The north side of Morgan Ditch has always been one of your favorite rabbit hunting patches. As you cross the gravel road and struggle up a steep incline, Bell and Sam pull at their leashes in a state of excitement in anticipation of the hunt.

            The cold morning air is crystal clear as a bright sun hangs over the eastern horizon. A million reflections, like tiny diamonds sparkle off the frost covered brambles and vegetation that sprawl eastward along the huge drainage ditch.

            One half mile to the east is a pocket of timber marking the entrance of a smaller ditch that feeds the monstrous ditch with drainage water from the adjacent fields. On its eastern side hidden in a small corpse of hardwood trees are the remnants of a long forgotten house place from a bye-gone era. History of the Delta region reveals when logging operations from the lumber industry was a mainstay of the economy, a major cabinet manufacturing company obtained the rights to enormous tracts of timberland to be cleared. The company recruited occupants to move onto forty-acre plots and provided them with a small, well constructed four room house. The house and land were deeded to the occupants after they cleared the timber of the company. The residents then tilled the soil and eked out a living by producing cash crops of cotton. Some of these small rugged abodes remain but they are extremely rare. Ravaged by neglect, time and weather, most have succumbed to Mother Nature’s relentless march to reclaim the land to her.
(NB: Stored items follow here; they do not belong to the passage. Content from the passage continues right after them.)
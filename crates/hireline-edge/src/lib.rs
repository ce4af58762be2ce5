//! Edge server for the hireline marketplace.
//!
//! The edge sits in front of page rendering. It handles:
//!
//! - Route guarding from the `user-roles` cookie, before any page renders
//! - Writing and clearing the signed, HTTP-only role cookie for the client
//! - Legacy path rewrites
//!
//! The cookie is trusted for routing only. Data requests go to the API,
//! which checks the caller's token on every call.
//!
//! # Architecture
//!
//! ```text
//! ┌─────────────────────────────────────────────────────────────┐
//! │                          Browser                            │
//! │              (page navigation / role cookie)                │
//! └─────────────────────────────────────────────────────────────┘
//!                              │
//!                              ▼
//! ┌─────────────────────────────────────────────────────────────┐
//! │                       hireline-edge                         │
//! │  ┌─────────────┐ ┌─────────────────┐ ┌─────────────────┐   │
//! │  │ Route Guard │ │ /session/roles  │ │  Page fallback  │   │
//! │  │ (policy)    │ │ PUT / DELETE    │ │                 │   │
//! │  └─────────────┘ └─────────────────┘ └─────────────────┘   │
//! └─────────────────────────────────────────────────────────────┘
//!                              │
//!                              ▼
//!                    ┌──────────────────┐
//!                    │  Marketplace API │
//!                    │  (GET /auth/me)  │
//!                    └──────────────────┘
//! ```
//!
//! # Example
//!
//! ```no_run
//! use std::sync::Arc;
//! use hireline_edge::{create_router, EdgeConfig, EdgeState, HttpRoleResolver};
//! use hireline_http::{ClientConfig, HttpGateway, NoToken};
//!
//! # async fn example() -> Result<(), Box<dyn std::error::Error>> {
//! let config = EdgeConfig::default();
//! let gateway = HttpGateway::new(
//!     ClientConfig::with_base_url(config.api_base_url.clone()),
//!     Arc::new(NoToken),
//! )?;
//! let resolver = Arc::new(HttpRoleResolver::new(gateway, config.identity_endpoint.clone()));
//!
//! let listen_addr = config.listen_addr.clone();
//! let app = create_router(EdgeState::new(resolver, config)?, None);
//!
//! let listener = tokio::net::TcpListener::bind(&listen_addr).await?;
//! axum::serve(listener, app).await?;
//! # Ok(())
//! # }
//! ```

#![forbid(unsafe_code)]
#![warn(missing_docs)]
#![warn(clippy::all)]
#![warn(clippy::pedantic)]
#![allow(clippy::module_name_repetitions)]

pub mod config;
pub mod cookie;
pub mod error;
pub mod guard;
pub mod handlers;
pub mod middleware;
pub mod policy;
pub mod resolver;
pub mod routes;
pub mod state;

pub use config::EdgeConfig;
pub use error::EdgeError;
pub use guard::{evaluate, normalize_path, Decision, GuardRequest};
pub use policy::{LegacyRedirect, PolicyStep, RoleRule, RoutePolicy, RouteTables};
pub use resolver::{HttpRoleResolver, RoleResolver};
pub use routes::create_router;
pub use state::EdgeState;
//! Role cookie endpoints.
//!
//! The `user-roles` cookie is `HttpOnly`, so only the server can set it. The
//! client asks for it to be written after sign-in and cleared on sign-out.
//! The edge writes the roles the API confirms for the caller's bearer token;
//! roles in the request body are compared but never written.

use std::sync::Arc;

use axum::extract::State;
use axum::http::header::AUTHORIZATION;
use axum::http::HeaderMap;
use axum::response::{IntoResponse, Response};
use axum::Json;
use axum_extra::extract::cookie::SignedCookieJar;
use serde::{Deserialize, Serialize};

use hireline_core::RoleSet;
use hireline_http::ErrorKind;

use crate::cookie::{clear_role_cookie, write_role_cookie};
use crate::error::{EdgeError, Result};
use crate::resolver::RoleResolver;
use crate::state::EdgeState;

/// Request and response body of the role cookie endpoints.
#[derive(Debug, Clone, Default, PartialEq, Eq, Serialize, Deserialize)]
pub struct RolesBody {
    /// Roles in effect.
    #[serde(default)]
    pub roles: RoleSet,
}

fn bearer_token(headers: &HeaderMap) -> Option<&str> {
    headers
        .get(AUTHORIZATION)
        .and_then(|v| v.to_str().ok())
        .and_then(|v| v.strip_prefix("Bearer "))
        .map(str::trim)
        .filter(|t| !t.is_empty())
}

/// Write the caller's confirmed roles into the role cookie.
///
/// ```text
/// PUT /session/roles
/// Authorization: Bearer <token>
/// {"roles": ["USER"]}
///
/// Response: 200 OK
/// Set-Cookie: user-roles=<signed>; HttpOnly; SameSite=Lax
/// {"roles": ["USER"]}
/// ```
///
/// # Errors
///
/// `401` without a bearer token or when the API rejects it (the cookie is
/// cleared in that case); `502` when the API cannot be reached.
pub async fn put_roles<R>(
    State(state): State<Arc<EdgeState<R>>>,
    headers: HeaderMap,
    body: Option<Json<RolesBody>>,
) -> Result<Response>
where
    R: RoleResolver + 'static,
{
    let Some(token) = bearer_token(&headers) else {
        return Err(EdgeError::Unauthorized);
    };

    let confirmed = match state.resolver.resolve(token).await {
        Ok(roles) => roles,
        Err(err) if matches!(err.kind, ErrorKind::Unauthorized | ErrorKind::Forbidden) => {
            tracing::info!(kind = %err.kind, "Caller token rejected, clearing role cookie");
            return Ok((clear_role_cookie(&state.config), EdgeError::Unauthorized).into_response());
        }
        Err(err) => return Err(err.into()),
    };

    if let Some(Json(requested)) = body {
        if requested.roles != confirmed {
            tracing::warn!(
                requested = %requested.roles.to_cookie_value(),
                confirmed = %confirmed.to_cookie_value(),
                "Requested roles differ from confirmed roles"
            );
        }
    }

    let jar = write_role_cookie(
        SignedCookieJar::new(state.cookie_key.clone()),
        &confirmed,
        &state.config,
    );
    tracing::debug!(roles = %confirmed.to_cookie_value(), "Role cookie written");
    Ok((jar, Json(RolesBody { roles: confirmed })).into_response())
}

/// Expire the role cookie.
///
/// ```text
/// DELETE /session/roles
///
/// Response: 200 OK
/// Set-Cookie: user-roles=; Max-Age=0; ...
/// {"roles": []}
/// ```
///
pub async fn delete_roles<R>(State(state): State<Arc<EdgeState<R>>>) -> Response
where
    R: RoleResolver + 'static,
{
    tracing::debug!("Role cookie cleared");
    (clear_role_cookie(&state.config), Json(RolesBody::default())).into_response()
}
            You release Bell and Sam sixty steps away from the roadway at the top of the huge ditch. They immediately plunge down the steep embankment, thrashing the frost-covered weeds. Your post allows you the advantage to watch them work a growth of stunted green cane near the waters edge.

            On your left, the remains of a cut over cotton field spread five hundred yards to the north and east. It is bordered by the smaller drainage ditch with its’ thin line of timbers and dilapidated house place. The desolate cotton field is streaked with several shallow depressions that serve as miniature drains to feed the large ditch with run off water. Scattered, snow-white cotton boll remnants dot the massive field, evidence of its’ late autumn harvest.

            The topsoil is frozen solid but you notice the only ice is along the waters edge. A few small standing pockets of water are covered with thin ice, but the main channel is ice free as the slow moving water pushes its’ way to the west. A few bare limbed scrub oak and thorn sprouts are scattered along the sides of the ditch, interspersed with tangles of honeysuckle, long stemmed Johnson grass, saw briars, and crab grass.

            The bottom and side of the ditch is covered with a maze of thick vegetation. There are numerous old and freshly cut pin oak, willow, sassafras, and ironwood saplings strewn in a helter-skelter fashion along the waters edge as far as the eye can see. It is the resulting work of a healthy crop of industrious beavers. The white frost covered branches reach above the undergrowth, seemingly to revive them in the sparkling sunlight.

            The minutes pass slowly as both dogs search for a fresh rabbit scent line. You glance at the bare ground near your feet and spot signs of rabbit tracks and droppings frozen in the bare topsoil. A three quarters morning moon hangs silently over the southern horizon: its’ white surface contrasting with the clear blue sky. A bright red cardinal calls from a lonely green cedar tree, protesting the intrusion of man and dogs for interrupting his morning feeding.

            You whistle to the Beagles and talk to them in an encouraging tone of voice. Neither appears to pay attention to you, but you sense they not only hear you, but also are grateful for your involvement in the hunt.

            Minutes drag bye in agonizing slow motion. As you watch and listen to the sharp, loud slap of a beaver tail striking the water in a warning, floats on the still cold air from one hundred yards to the east. Sam stops, cocks his head toward the noise, and then returns to the business at hand. Bell continues her search and sniffs excitedly under a stack of limbs.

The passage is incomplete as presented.